The bid form contained the following clauses material here:

"5. Inspection. Bidders are invited and urged to inspect the property to be sold prior to submitting bids. Property will be available for inspection at the time specified in the Invitation. No labor will be furnished for such purpose. In no case will failure to inspect be considered ground for a claim.
"6. Sale of Property `As Is\'. Unless otherwise specified, all property is sold `as is\'; the Government makes no guaranty, warranty or representation, express or implied, as to the kind, size, weight, quality, character, description or condition of any kind of the property, or its fitness for any use or purpose; this is not a sale by sample."

Defendant was an experienced purchaser of war surplus material, familiar with the provisions of the bid contract here used. Without inspecting the material listed under item 79-A, or writing to some correspondent in Camp Blanding, Florida, to make the inspection for him, or making any inquiry from the camp salvage officer as to the condition of the goods, he submitted a bid of 2.51 cents per lb. on this item. In December, 1945, the War Department accepted his bid. The defendant made payment of $1,004.00, which was the bid price on the basis of 40,000 lbs., and gave the salvage officer instructions to ship the material direct to the J. A. Manning Paper Company at Troy, New York, to whom the defendant had contracted to resell the goods. Actually the material purchased under item 79-A weighed 45,600 lbs., and this quantity was shipped in a carload lot, as directed. There is no doubt that under the terms of the bid contract the listed weight of 40,000 lbs. was to be treated as merely approximate, and the buyer was bound to pay at the bid price for any amount in excess of 40,000 lbs. up to fifty per cent of the estimated quantity. Hence the successful bidder, if there were no other difficulty in the case, owed an additional $140.56 on the contract price, which was the amount the United States sued for in its present complaint.

The carload shipment consisted of a loose, miscellaneous assortment of army equipment, such as canteen covers, leggings, cartridge belts, bandoleers, gas masks, haversacks, etc., mostly with pieces of metal attached, such as metal buckles on the cartridge belts and metal hooks on the leggings.

When the carload arrived at the plant of J. A. Manning Paper Company they rejected the shipment and, according to the defendant, called him up to inform him "it wasn't scrap webbing at all, it wasn't anything like what I had been shipping them." In his testimony, the defendant explained that he put in his bid on "Webbing, scrap, mixed" in reliance upon the definite trade usage in the waste material business ascribing to that phrase the meaning that the webbing is free of metal components; that he purchased the material for resale for the purpose of conversion into fiber for paper-making, for which purpose the webbing had to be free of metal; that at the amount he bid for the material, the cost of removing the metal parts would have been prohibitive.

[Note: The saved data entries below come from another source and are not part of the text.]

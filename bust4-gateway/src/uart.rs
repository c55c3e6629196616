//! UART transport for the BusT4 line
//!
//! The ESP32 UART cannot hold TX low on demand, so the break is produced by
//! dropping to the break baud rate and shifting out a single zero byte. The
//! drive's transceiver is half duplex: bytes we send come back on RX and are
//! filtered by the engine as echoes.

use esp_idf_svc::hal::delay::{BLOCK, NON_BLOCK};
use esp_idf_svc::hal::uart::UartDriver;
use esp_idf_svc::hal::units::Hertz;
use esp_idf_svc::sys::EspError;
use log::{debug, trace};
use nice_bust4::{BusTransport, Bust4Error, SerialConfig};

pub struct UartBus<'d> {
    uart: UartDriver<'d>,
    serial: SerialConfig,
}

impl<'d> UartBus<'d> {
    pub fn new(uart: UartDriver<'d>, serial: SerialConfig) -> Self {
        Self { uart, serial }
    }

    /// Drain whatever the UART has buffered without blocking.
    pub fn read_available(&self, buf: &mut [u8]) -> nice_bust4::Result<usize> {
        let n = self.uart.read(buf, NON_BLOCK).map_err(transport_error)?;
        if n > 0 {
            trace!("UART_RX {} bytes: {:02X?}", n, &buf[..n.min(32)]);
        }
        Ok(n)
    }

    fn set_baud(&self, baud: u32) -> nice_bust4::Result<()> {
        self.uart
            .change_baudrate(Hertz(baud))
            .map_err(transport_error)?;
        Ok(())
    }
}

impl BusTransport for UartBus<'_> {
    fn send_break(&mut self) -> nice_bust4::Result<()> {
        self.uart.wait_tx_done(BLOCK).map_err(transport_error)?;
        self.set_baud(self.serial.break_baud)?;
        self.uart.write(&[0x00]).map_err(transport_error)?;
        self.uart.wait_tx_done(BLOCK).map_err(transport_error)?;
        self.set_baud(self.serial.work_baud)?;
        trace!("UART break sent");
        Ok(())
    }

    fn write_all(&mut self, bytes: &[u8]) -> nice_bust4::Result<()> {
        let mut written = 0;
        while written < bytes.len() {
            written += self
                .uart
                .write(&bytes[written..])
                .map_err(transport_error)?;
        }
        self.uart.wait_tx_done(BLOCK).map_err(transport_error)?;
        debug!(
            "UART_TX {} bytes in ~{:?}",
            bytes.len(),
            self.serial.byte_time() * bytes.len() as u32
        );
        Ok(())
    }
}

fn transport_error(err: EspError) -> Bust4Error {
    Bust4Error::Transport(format!("{:?}", err))
}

After attempting unsuccessfully to resell the carload lot to another customer, the Spaulding Fibre Company, he had the shipment rerouted to his plant in Holyoke, where he personally examined it for the first time. After that, the defendant called up the salvage officer at Camp Blanding, explained his difficulty, and asked what he should do about it, and the officer told him to write him a letter. It does not appear that the defendant at this time notified the government that he rejected the shipment as not complying with the contract, or that there was any demand upon the government to retake the goods and refusal of the government so to do. Shortly afterwards the defendant resold the shipment to one Belsky, a wholesale scrap dealer, at one-half cent per lb., or a total of $228.00.

In his memorandum opinion the district judge found as a fact, in accordance with the defendant's testimony, that the term "scrap webbing mixed" as used in the salvage material trade "signifies cotton textile webbing without metal or metal parts attached thereto"; and further found, in spite of the exculpatory clauses of the contract, that the government had committed a breach of contract in that "the material shipped was not that which plaintiff contracted to sell and defendant agreed to buy." In the course of the trial the judge expressed the view that the situation before him was like ordering apples and getting oranges. He gave judgment for the defendant on the complaint by the United States, and gave an affirmative judgment for $2,228.08, plus interest, against the United States on the defendant's counterclaim.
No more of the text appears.